Case study one had particular kinds of metals that were just rusting away over time which basically caused the explosion. For example, exceptionally divided metals for example titanium and zirconium can turn out to be pyrophoric12 and suddenly combust in air. Also, in case one, the blender blades were also full of dust and were rusting away. There was crack in the sidewall of the blender and it had a substantial quantity of zirconium on it which were dust particles that led to explosion (AL Solutions Case Study, 2010). The blade was never cleaned or replaced.

However, in case study two because the operator physically interfered to clear the alarm and as a result reset the control system, the control system was not able to recognize that the blast freezer evaporator unit controlled high-pressure hot gas when it permitted the suction stop valve to open all through the system pick up. Somewhat, the control system was able to signal the suction stop valve and liquid feed valves to at the same time open with the intention of returning the evaporator to cooling mode procedure. This manual sidestep of the programmed defrost sequence endorsed the low-temperature liquid and hot gas to mix in the same pipe, instigating the hot gas emptiness to breakdown as it quickly reduced to a liquid. This shaped pressure shocks that cracked the evaporator piping manifold and the low-temperature force piping on the roof (Hydraulic Shock Safety Bulletin, 2015). In Millard's investigation report for the 2010 event, the corporation discovered that the guidebook clearing of an ammonia alarm in the control system disturbed the defrost sequence. This was allowed by a lack of limited access to control system alterations. Case one involved titanium and zirconium as the causes whereas case two it was partly because the alarm system failed.

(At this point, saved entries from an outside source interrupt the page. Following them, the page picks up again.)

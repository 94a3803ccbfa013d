//! Permanent anchors and the markers a renderer draws for them.
//!
//! An anchor is a point mass pinned for the life of the grid. Anchors that
//! carry a visible marker are registered here under an [`AnchorId`] so a
//! pointer pick on the marker can be resolved back to its grid cell.

use crate::error::DrapeError;
use crate::float::Float;
use crate::system::PointMassSystem;
use crate::topology::GridCoord;
use crate::transform::WorldTransform;
use crate::vec::Vec2;
use alloc::vec::Vec as AllocVec;
use rand::Rng;

/// Opaque handle for a marker-bearing anchor.
#[derive(Copy, Clone, Debug, PartialEq, Eq, Hash, PartialOrd, Ord)]
pub struct AnchorId(pub usize);

/// Mapping from anchor id to grid coordinate.
#[derive(Clone, Debug, Default)]
pub struct AnchorSet {
    coords: AllocVec<GridCoord>,
}

impl AnchorSet {
    pub fn new() -> Self {
        AnchorSet::default()
    }

    /// Pin `c` and register a marker for it.
    pub fn add<F, S>(&mut self, system: &mut S, c: GridCoord) -> Result<AnchorId, DrapeError>
    where
        F: Float,
        S: PointMassSystem<F> + ?Sized,
    {
        let topology = system.topology();
        topology.checked_index(c)?;
        if let Some(p) = system.point_at_mut(c) {
            p.pin();
        }
        let id = AnchorId(self.coords.len());
        self.coords.push(c);
        log::trace!("anchor {} pinned at ({}, {})", id.0, c.i, c.j);
        Ok(id)
    }

    /// Pin `count` uniformly random cells. The same cell may be drawn more
    /// than once; it then has several markers.
    pub fn scatter<F, S, R>(&mut self, system: &mut S, rng: &mut R, count: usize) -> AllocVec<AnchorId>
    where
        F: Float,
        S: PointMassSystem<F> + ?Sized,
        R: Rng + ?Sized,
    {
        let topology = system.topology();
        let mut ids = AllocVec::with_capacity(count);
        for _ in 0..count {
            let c = GridCoord::new(
                rng.random_range(0..topology.width()),
                rng.random_range(0..topology.height()),
            );
            if let Ok(id) = self.add(system, c) {
                ids.push(id);
            }
        }
        log::debug!("scattered {} anchors", ids.len());
        ids
    }

    pub fn coord(&self, id: AnchorId) -> Result<GridCoord, DrapeError> {
        self.coords.get(id.0).copied().ok_or(DrapeError::UnknownAnchor(id))
    }

    pub fn len(&self) -> usize {
        self.coords.len()
    }

    pub fn is_empty(&self) -> bool {
        self.coords.is_empty()
    }

    pub fn iter(&self) -> impl Iterator<Item = (AnchorId, GridCoord)> + '_ {
        self.coords.iter().enumerate().map(|(n, &c)| (AnchorId(n), c))
    }

    /// World position of an anchor's marker: its point's current position
    /// through `transform`.
    pub fn marker_position<F, S>(
        &self,
        id: AnchorId,
        system: &S,
        transform: &WorldTransform<F>,
    ) -> Result<Vec2<F>, DrapeError>
    where
        F: Float,
        S: PointMassSystem<F> + ?Sized,
    {
        let c = self.coord(id)?;
        let topology = system.topology();
        let point = system.point_at(c).ok_or(DrapeError::PointOutOfBounds {
            i: c.i,
            j: c.j,
            width: topology.width(),
            height: topology.height(),
        })?;
        Ok(transform.to_world(point.pos))
    }
}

Recommendations from the CSB

For case study one, the CSB told OSHA that it should issue a general industry standard for the prevention of combustible dust fires and explosions, founded on the current NFPA dust ethics. They also suggested to issue a standard designed to prevent flammable dust fires and detonations in general industry. CSB also suggested that they base the standard on current National Fire Protection Association (NFPA) dust explosion ideals (including NFPA 654 and NFPA 484), and include at least - hazard assessment, - engineering controls, - housekeeping, - building design, - explosion protection, - operating procedures, and - worker training (AL Solutions Case Study, 2010). CSB wanted to develop training materials that speak to combustible dust hazards and plant definite metal dust hazards and then train all contractors and employees. CSB wanted and made the suggestion that all require some kind of periodic refresher training for all employees and contractors.